Beyond automated chaos tests, run periodic game days — structured exercises where your team simulates specific failure scenarios:

Scenario What to Simulate What to Validate
Database failover Primary DB killed App fails over within 30s
Region outage All pods in zone-a killed Traffic routes to zone-b
Cache failure Redis pod killed App degrades gracefully (slower, not down)

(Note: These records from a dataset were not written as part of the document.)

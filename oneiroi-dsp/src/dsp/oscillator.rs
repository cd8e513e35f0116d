//! Table-driven sine oscillator.
//!
//! A single [`SINE_TABLE_SIZE`]-entry table covering one cycle is built the
//! first time anything asks for it and shared by every oscillator. Lookups
//! interpolate linearly between neighbouring entries.

use core::f32::consts::TAU;

use once_cell::sync::OnceCell;

use crate::constants::SINE_TABLE_SIZE;

static SINE_TABLE: OnceCell<[f32; SINE_TABLE_SIZE]> = OnceCell::new();

/// The shared table, built on first use.
pub fn sine_table() -> &'static [f32; SINE_TABLE_SIZE] {
    SINE_TABLE.get_or_init(|| {
        let mut table = [0.0f32; SINE_TABLE_SIZE];
        for (i, entry) in table.iter_mut().enumerate() {
            *entry = libm::sinf(TAU * i as f32 / SINE_TABLE_SIZE as f32);
        }
        table
    })
}

/// Table sine of `x` radians; any finite `x` is accepted.
#[inline]
pub fn fast_sin(x: f32) -> f32 {
    let table = sine_table();
    let mut x = libm::fmodf(x, TAU);
    if x < 0.0 {
        x += TAU;
    }
    let pos = x * (SINE_TABLE_SIZE as f32 / TAU);
    let idx = pos as usize;
    let frac = pos - idx as f32;
    let a = table[idx & (SINE_TABLE_SIZE - 1)];
    let b = table[(idx + 1) & (SINE_TABLE_SIZE - 1)];
    a + frac * (b - a)
}

/// Phase-accumulating sine oscillator.
///
/// Phase is kept in radians and only folded back into `[0, 2π)` at the end
/// of each generated block.
#[derive(Clone, Copy, Debug)]
pub struct SineOscillator {
    sample_rate: f32,
    frequency: f32,
    phase: f32,
    increment: f32,
}

impl SineOscillator {
    pub fn new(sample_rate: f32) -> Self {
        SineOscillator {
            sample_rate,
            frequency: 0.0,
            phase: 0.0,
            increment: 0.0,
        }
    }

    pub fn set_sample_rate(&mut self, sample_rate: f32) {
        self.sample_rate = sample_rate;
        self.set_frequency(self.frequency);
    }

    pub fn set_frequency(&mut self, hz: f32) {
        self.frequency = hz;
        self.increment = TAU * hz / self.sample_rate;
    }

    pub fn frequency(&self) -> f32 {
        self.frequency
    }

    /// Phase advance per sample in radians.
    pub fn increment(&self) -> f32 {
        self.increment
    }

    pub fn set_phase(&mut self, radians: f32) {
        self.phase = radians;
    }

    pub fn phase(&self) -> f32 {
        self.phase
    }

    /// Current output without advancing.
    pub fn sample(&self) -> f32 {
        fast_sin(self.phase)
    }

    pub fn generate(&mut self, output: &mut [f32]) {
        for out in output.iter_mut() {
            *out = fast_sin(self.phase);
            self.phase += self.increment;
        }
        self.wrap();
    }

    /// Generate with the increment scaled per sample by `1 + fm[i]`.
    pub fn generate_fm(&mut self, output: &mut [f32], fm: &[f32]) {
        for (out, &m) in output.iter_mut().zip(fm) {
            *out = fast_sin(self.phase);
            self.phase += self.increment * (1.0 + m);
        }
        self.wrap();
    }

    fn wrap(&mut self) {
        if !(0.0..TAU).contains(&self.phase) {
            self.phase = libm::fmodf(self.phase, TAU);
            if self.phase < 0.0 {
                self.phase += TAU;
            }
        }
    }
}

#[cfg(test)]
mod tests {
    use super::*;
    use proptest::prelude::*;

    #[test]
    fn table_matches_sin_at_entries() {
        let table = sine_table();
        assert_eq!(table[0], 0.0);
        assert!((table[SINE_TABLE_SIZE / 4] - 1.0).abs() < 1e-6);
        assert!((table[3 * SINE_TABLE_SIZE / 4] + 1.0).abs() < 1e-6);
    }

    #[test]
    fn table_is_built_once() {
        let a = sine_table() as *const _;
        let b = sine_table() as *const _;
        assert_eq!(a, b);
    }

    #[test]
    fn generate_follows_increment() {
        let mut osc = SineOscillator::new(48_000.0);
        osc.set_frequency(1_000.0);
        let mut out = [0.0f32; 8];
        osc.generate(&mut out);
        let inc = osc.increment();
        for (i, &y) in out.iter().enumerate() {
            assert!((y - libm::sinf(inc * i as f32)).abs() < 1e-4);
        }
    }

    #[test]
    fn phase_wraps_once_per_block() {
        let mut osc = SineOscillator::new(100.0);
        osc.set_frequency(30.0);
        let mut out = [0.0f32; 10];
        osc.generate(&mut out);
        assert!((0.0..TAU).contains(&osc.phase()));
    }

    #[test]
    fn zero_modulation_matches_plain() {
        let mut a = SineOscillator::new(48_000.0);
        let mut b = SineOscillator::new(48_000.0);
        a.set_frequency(440.0);
        b.set_frequency(440.0);
        let mut x = [0.0f32; 32];
        let mut y = [0.0f32; 32];
        a.generate(&mut x);
        b.generate_fm(&mut y, &[0.0; 32]);
        assert_eq!(x, y);
        assert_eq!(a.phase(), b.phase());
    }

    #[test]
    fn negative_modulation_keeps_phase_in_range() {
        let mut osc = SineOscillator::new(48_000.0);
        osc.set_frequency(2_000.0);
        let mut out = [0.0f32; 16];
        osc.generate_fm(&mut out, &[-3.0; 16]);
        assert!((0.0..TAU).contains(&osc.phase()));
    }

    proptest! {
        #[test]
        fn fast_sin_tracks_libm(x in -100.0f32..100.0) {
            prop_assert!((fast_sin(x) - libm::sinf(x)).abs() < 1e-4);
        }
    }
}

Dependency timeout Upstream service adds 30s latency App times out and returns cached/fallback
Certificate expiry TLS cert replaced with expired cert Alert fires before users notice

Chaos engineering is most valuable when it's boring — when experiments run, find nothing, and confirm your system is as resilient as you thought. That's the signal that your reliability investments are working.